Elle passe par la médiation de l’autre comme le montre Socrate. Lorsqu’il apprend que l’oracle de Delphes à la question de son ami Chéréphon, à savoir, s’il y a un homme plus sage que lui, a répondu négativement, va dialoguer avec les supposés sages. En effet, Socrate est bien conscient de ne pas être sage, mais il a aussi conscience que le Dieu ne peut mentir. Devant cette contradiction, il va donc chercher à déterminer ce qu’il en est. Après qu’il a découvert que nul n’était plus sage que lui, au contraire, qu’il l’était parce qu’il était conscient de son ignorance, il ne s’arrête pas d’interroger les autres, seule façon de savoir ce qu’il en est de son propre savoir (cf. Platon, Apologie de Socrate). Autrement dit, la connaissance de soi passe par l’épreuve avec les autres et non simplement dans l’image qu’ils ont de nous qui peut toujours être fautive. Pour les choses, il faut bien les interroger, mais non pas pour se connaître, mais pour les connaître. Le savant teste ses hypothèses et apprend de l’expérience si elles sont vraies ou fausses. Par là, il n’apprend rien sur lui-même. Par contre, pour se connaître comme savant, il lui faut interroger les œuvres des savants, condition comme Comte l’avait vu, pour connaître l’esprit humain.

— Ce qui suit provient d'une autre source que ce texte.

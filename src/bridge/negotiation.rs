//! Identifier exchange arguments carried by negotiation channels.
//!
//! The argument buffer handed to a negotiation bridge is laid out as
//! `[u32 len][input id][u32 len][output id][opaque device arguments]`.

use crate::codec::{ByteView, ByteWriter, CodecError};

/// Decoded negotiation arguments.
///
/// # Examples
///
/// ```
/// use relaybridge::NegotiationArgs;
/// let buffer = NegotiationArgs::encode(b"AB", b"CD", b"extra").unwrap();
/// let args = NegotiationArgs::decode(&buffer).unwrap();
/// assert_eq!(args.input_id(), b"AB");
/// assert_eq!(args.output_id(), b"CD");
/// assert_eq!(args.remaining(), b"extra");
/// ```
#[derive(Clone, Debug, Default, PartialEq, Eq)]
pub struct NegotiationArgs {
    input_id: Vec<u8>,
    output_id: Vec<u8>,
    remaining: Vec<u8>,
}

impl NegotiationArgs {
    /// Decode the input and output identifiers, keeping any trailing bytes
    /// verbatim for the device.
    ///
    /// # Errors
    ///
    /// Returns [`CodecError::Underrun`] when either length-prefixed field is
    /// incomplete.
    pub fn decode(args: &[u8]) -> Result<Self, CodecError> {
        let mut view = ByteView::new(args);
        let input_id = view.read_bytes()?.to_vec();
        let output_id = view.read_bytes()?.to_vec();
        Ok(Self {
            input_id,
            output_id,
            remaining: view.as_slice().to_vec(),
        })
    }

    /// Produce the argument buffer [`NegotiationArgs::decode`] reads.
    ///
    /// # Errors
    ///
    /// Returns [`CodecError::SequenceTooLong`] if an identifier does not fit
    /// its length prefix.
    pub fn encode(input_id: &[u8], output_id: &[u8], remaining: &[u8]) -> Result<Vec<u8>, CodecError> {
        Ok(ByteWriter::with_capacity(input_id.len() + output_id.len() + remaining.len() + 8)
            .bytes(input_id)?
            .bytes(output_id)?
            .raw(remaining)
            .into_vec())
    }

    /// Identifier this side listens on.
    #[must_use]
    pub fn input_id(&self) -> &[u8] { &self.input_id }

    /// Identifier this side writes to.
    #[must_use]
    pub fn output_id(&self) -> &[u8] { &self.output_id }

    /// Device-specific arguments following the identifiers.
    #[must_use]
    pub fn remaining(&self) -> &[u8] { &self.remaining }
}

#[cfg(test)]
mod tests {
    use rstest::rstest;

    use super::NegotiationArgs;
    use crate::codec::CodecError;

    #[test]
    fn decodes_identifiers_and_keeps_remainder() {
        let buffer = [
            2, 0, 0, 0, 0x41, 0x42, //
            2, 0, 0, 0, 0x43, 0x44, //
            b'e', b'x', b't', b'r', b'a',
        ];
        let args = NegotiationArgs::decode(&buffer).expect("valid arguments");
        assert_eq!(args.input_id(), &[0x41, 0x42]);
        assert_eq!(args.output_id(), &[0x43, 0x44]);
        assert_eq!(args.remaining(), b"extra");
    }

    #[test]
    fn remainder_may_be_empty() {
        let args = NegotiationArgs::decode(&NegotiationArgs::encode(b"in", b"out", b"").expect("short identifiers"))
            .expect("valid arguments");
        assert!(args.remaining().is_empty());
    }

    #[rstest]
    #[case::empty(&[][..])]
    #[case::only_input(&[1, 0, 0, 0, 0x41][..])]
    #[case::short_output(&[1, 0, 0, 0, 0x41, 5, 0, 0, 0, 0x43][..])]
    fn incomplete_buffers_are_rejected(#[case] buffer: &[u8]) {
        let err = NegotiationArgs::decode(buffer).expect_err("incomplete buffer");
        assert!(matches!(err, CodecError::Underrun { .. }));
    }
}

Disons donc pour finir que le problème était de savoir la connaissance de soi est plus facile que celle des choses. Ce qui donne cette impression, c’est que l’existence du sujet paraît précéder la connaissance des choses dans l’expérience cartésienne du cogito. Or, le moi ou le soi qui fait l’identité du sujet ne se laisse pas simplement saisir par la réflexion. Il exige au minimum comme les choses une recherche. Et comme ce qui fait sa singularité est d’être moins une identité stable qu’une aventure, il ne peut être connu que dans la confrontation avec les autres alors que les choses peuvent être connues en testant des hypothèses. C’est ce qui fait que la connaissance de soi n’est pas plus facile que celle des choses parce qu’elle est en réalité, plus difficile.